As a woman, I still get hung up on looking my best. Cancer does not change that – it just makes it a little bit harder to feel body confident! I have struggled with my changing body, which has been rattled by steroids and criss-crossed with surgery scars. This remains an ongoing struggle for me.

As a mother of young children, it is hard to get time to yourself, but you need to take time out for yourself to exercise – it is the one thing that has been a non-negotiable for me. Gentle exercise when you are not feeling great and more challenging exercise when you feel better – it has been essential for my overall health and immunity and so important for my mental health.

We put our children in day care and early learning centres to give me a break and also employed a fantastic babysitter. Our family also helped out with child care.

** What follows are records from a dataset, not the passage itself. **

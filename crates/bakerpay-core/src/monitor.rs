// Cycle monitor: polls the chain head and emits the number of each
// newly completed cycle exactly once, a configurable number of blocks
// past the boundary. Transient RPC errors back off exponentially up to
// 60 s. Cancellation closes the stream after the in-flight poll.

use std::sync::atomic::{AtomicBool, Ordering};
use std::sync::Arc;
use std::time::Duration;

use tokio::sync::mpsc;
use tokio::sync::Notify;

use crate::engines::CollectorEngine;
use crate::MONITOR_BACKOFF_CAP_SECS;

#[derive(Debug, Clone, Copy)]
pub struct CycleMonitorOptions {
    /// Blocks past the cycle boundary to wait before emitting.
    pub notification_delay: i64,
    /// Poll interval in seconds, clamped to [10, 600].
    pub check_frequency_secs: u64,
}

impl Default for CycleMonitorOptions {
    fn default() -> Self {
        CycleMonitorOptions {
            notification_delay: 1,
            check_frequency_secs: 30,
        }
    }
}

struct CancelToken {
    flag: AtomicBool,
    notify: Notify,
}

impl CancelToken {
    fn cancelled(&self) -> bool {
        self.flag.load(Ordering::SeqCst)
    }

    fn cancel(&self) {
        self.flag.store(true, Ordering::SeqCst);
        self.notify.notify_waiters();
    }
}

pub struct CycleMonitor {
    receiver: mpsc::Receiver<i64>,
    cancel: Arc<CancelToken>,
}

impl CycleMonitor {
    /// Start monitoring in an independent task. The returned monitor owns
    /// the event stream; the task ends when cancelled or when the monitor
    /// is dropped.
    pub fn spawn(collector: Arc<dyn CollectorEngine>, options: CycleMonitorOptions) -> CycleMonitor {
        let interval = options.check_frequency_secs.clamp(10, 600);
        let cancel = Arc::new(CancelToken {
            flag: AtomicBool::new(false),
            notify: Notify::new(),
        });
        let (sender, receiver) = mpsc::channel(1);
        let token = Arc::clone(&cancel);

        tokio::spawn(async move {
            let mut last_notified: Option<i64> = None;
            let mut backoff = interval;
            loop {
                if token.cancelled() {
                    break;
                }
                match collector.get_head().await {
                    Ok(head) => {
                        backoff = interval;
                        let completed = head.cycle - 1;
                        let past_delay = head.cycle_position >= options.notification_delay;
                        if past_delay && last_notified.map_or(true, |n| n < completed) {
                            log::info!("cycle {} completed", completed);
                            if sender.send(completed).await.is_err() {
                                break; // consumer gone
                            }
                            last_notified = Some(completed);
                        }
                    }
                    Err(err) => {
                        log::warn!("failed to poll chain head - {}, retrying...", err);
                        backoff = (backoff * 2).min(MONITOR_BACKOFF_CAP_SECS);
                    }
                }
                tokio::select! {
                    _ = tokio::time::sleep(Duration::from_secs(backoff)) => {},
                    _ = token.notify.notified() => break,
                }
            }
            log::debug!("cycle monitor stopped");
        });

        CycleMonitor { receiver, cancel }
    }

    /// Next completed-cycle event; `None` once the monitor is cancelled.
    pub async fn next_completed_cycle(&mut self) -> Option<i64> {
        self.receiver.recv().await
    }

    pub fn cancel(&self) {
        self.cancel.cancel();
    }

    /// Detached cancel handle for signal handlers.
    pub fn cancel_handle(&self) -> impl Fn() + Send + 'static {
        let token = Arc::clone(&self.cancel);
        move || token.cancel()
    }
}
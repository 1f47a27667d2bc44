// Stage 2: compute each candidate's share of the distributable pot.
// Shares are floor(pot * balance / staking_balance); the rounding residue
// accrues to the baker, so the pot is conserved exactly.

use super::PayoutGenerationContext;
use crate::candidate::BondedCandidate;
use crate::engines::{execute_hook, GeneratePayoutsOptions};
use crate::enums::{Hook, RewardDestination};
use crate::error::Result;
use crate::{bps_portion, proportion, Mutez};

pub async fn distribute_bonds(
    ctx: &mut PayoutGenerationContext,
    _options: &GeneratePayoutsOptions,
) -> Result<()> {
    log::debug!("distributing bonds");
    let pot = ctx.distributable();
    let staking_balance = ctx.cycle_data.staking_balance;

    let mut bonded: Vec<BondedCandidate> = ctx
        .candidates
        .drain(..)
        .map(|candidate| {
            let gross = if candidate.is_invalid || staking_balance == 0 {
                0
            } else {
                proportion(pot, candidate.delegated_balance, staking_balance)
            };
            BondedCandidate {
                candidate,
                bonds_amount: gross,
                fee: 0,
            }
        })
        .collect();

    // below-minimum rewards optionally flow back to the remaining valid
    // candidates instead of staying with the baker
    if ctx.config.delegators.below_minimum_reward_destination == RewardDestination::Everyone {
        redistribute_low_balance_bonds(&mut bonded, pot, staking_balance);
    }

    let distributed: Mutez = bonded
        .iter()
        .filter(|b| !b.candidate.is_invalid)
        .map(|b| b.bonds_amount)
        .sum();
    ctx.baker_bonds_amount = pot.saturating_sub(distributed);

    // donations are carved out of the baker's keep
    if !ctx.config.income_recipients.donations.is_empty() {
        ctx.donate_bonds_amount = bps_portion(
            ctx.baker_bonds_amount,
            ctx.config.income_recipients.donate_bonds_bps,
        );
        ctx.baker_bonds_amount -= ctx.donate_bonds_amount;
    }

    execute_hook(
        ctx.engines.hooks.as_ref(),
        Hook::AfterBondsDistributed,
        "0.1",
        &mut bonded,
    )
    .await?;

    ctx.bonded = bonded;
    Ok(())
}

fn redistribute_low_balance_bonds(
    bonded: &mut [BondedCandidate],
    pot: Mutez,
    staking_balance: Mutez,
) {
    use crate::enums::InvalidReason;

    let pool: Mutez = bonded
        .iter()
        .filter(|b| b.candidate.invalid_because == Some(InvalidReason::LowBalance))
        .map(|b| {
            if staking_balance == 0 {
                0
            } else {
                proportion(pot, b.candidate.delegated_balance, staking_balance)
            }
        })
        .sum();
    if pool == 0 {
        return;
    }
    let total_valid_balance: Mutez = bonded
        .iter()
        .filter(|b| !b.candidate.is_invalid)
        .map(|b| b.candidate.delegated_balance)
        .sum();
    if total_valid_balance == 0 {
        return;
    }
    for entry in bonded.iter_mut().filter(|b| !b.candidate.is_invalid) {
        entry.bonds_amount +=
            proportion(pool, entry.candidate.delegated_balance, total_valid_balance);
    }
}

My team of specialists are amazing and I trust my oncologist implicitly. I encourage everyone to find a specialist that they feel comfortable with – you need to be able to discuss confronting subjects with this person. So if possible, try and choose a team you feel comfortable with as it is hard enough dealing with cancer.

My story is not amazing and unfortunately not particularly rare, yet it is my own.

It is not the same as someone’s uncle Max… who died or someone else’s mate who survived cancer because they turned vegan and took up meditation.

I try very hard to keep to my own path and block out the bad news stories that you inevitably hear or read about. I also try to stay off google and definitely don’t rely on outdated statistics.

I have many friends who have been through or are going through similar (yet different) battles and their strength continues to inspire me.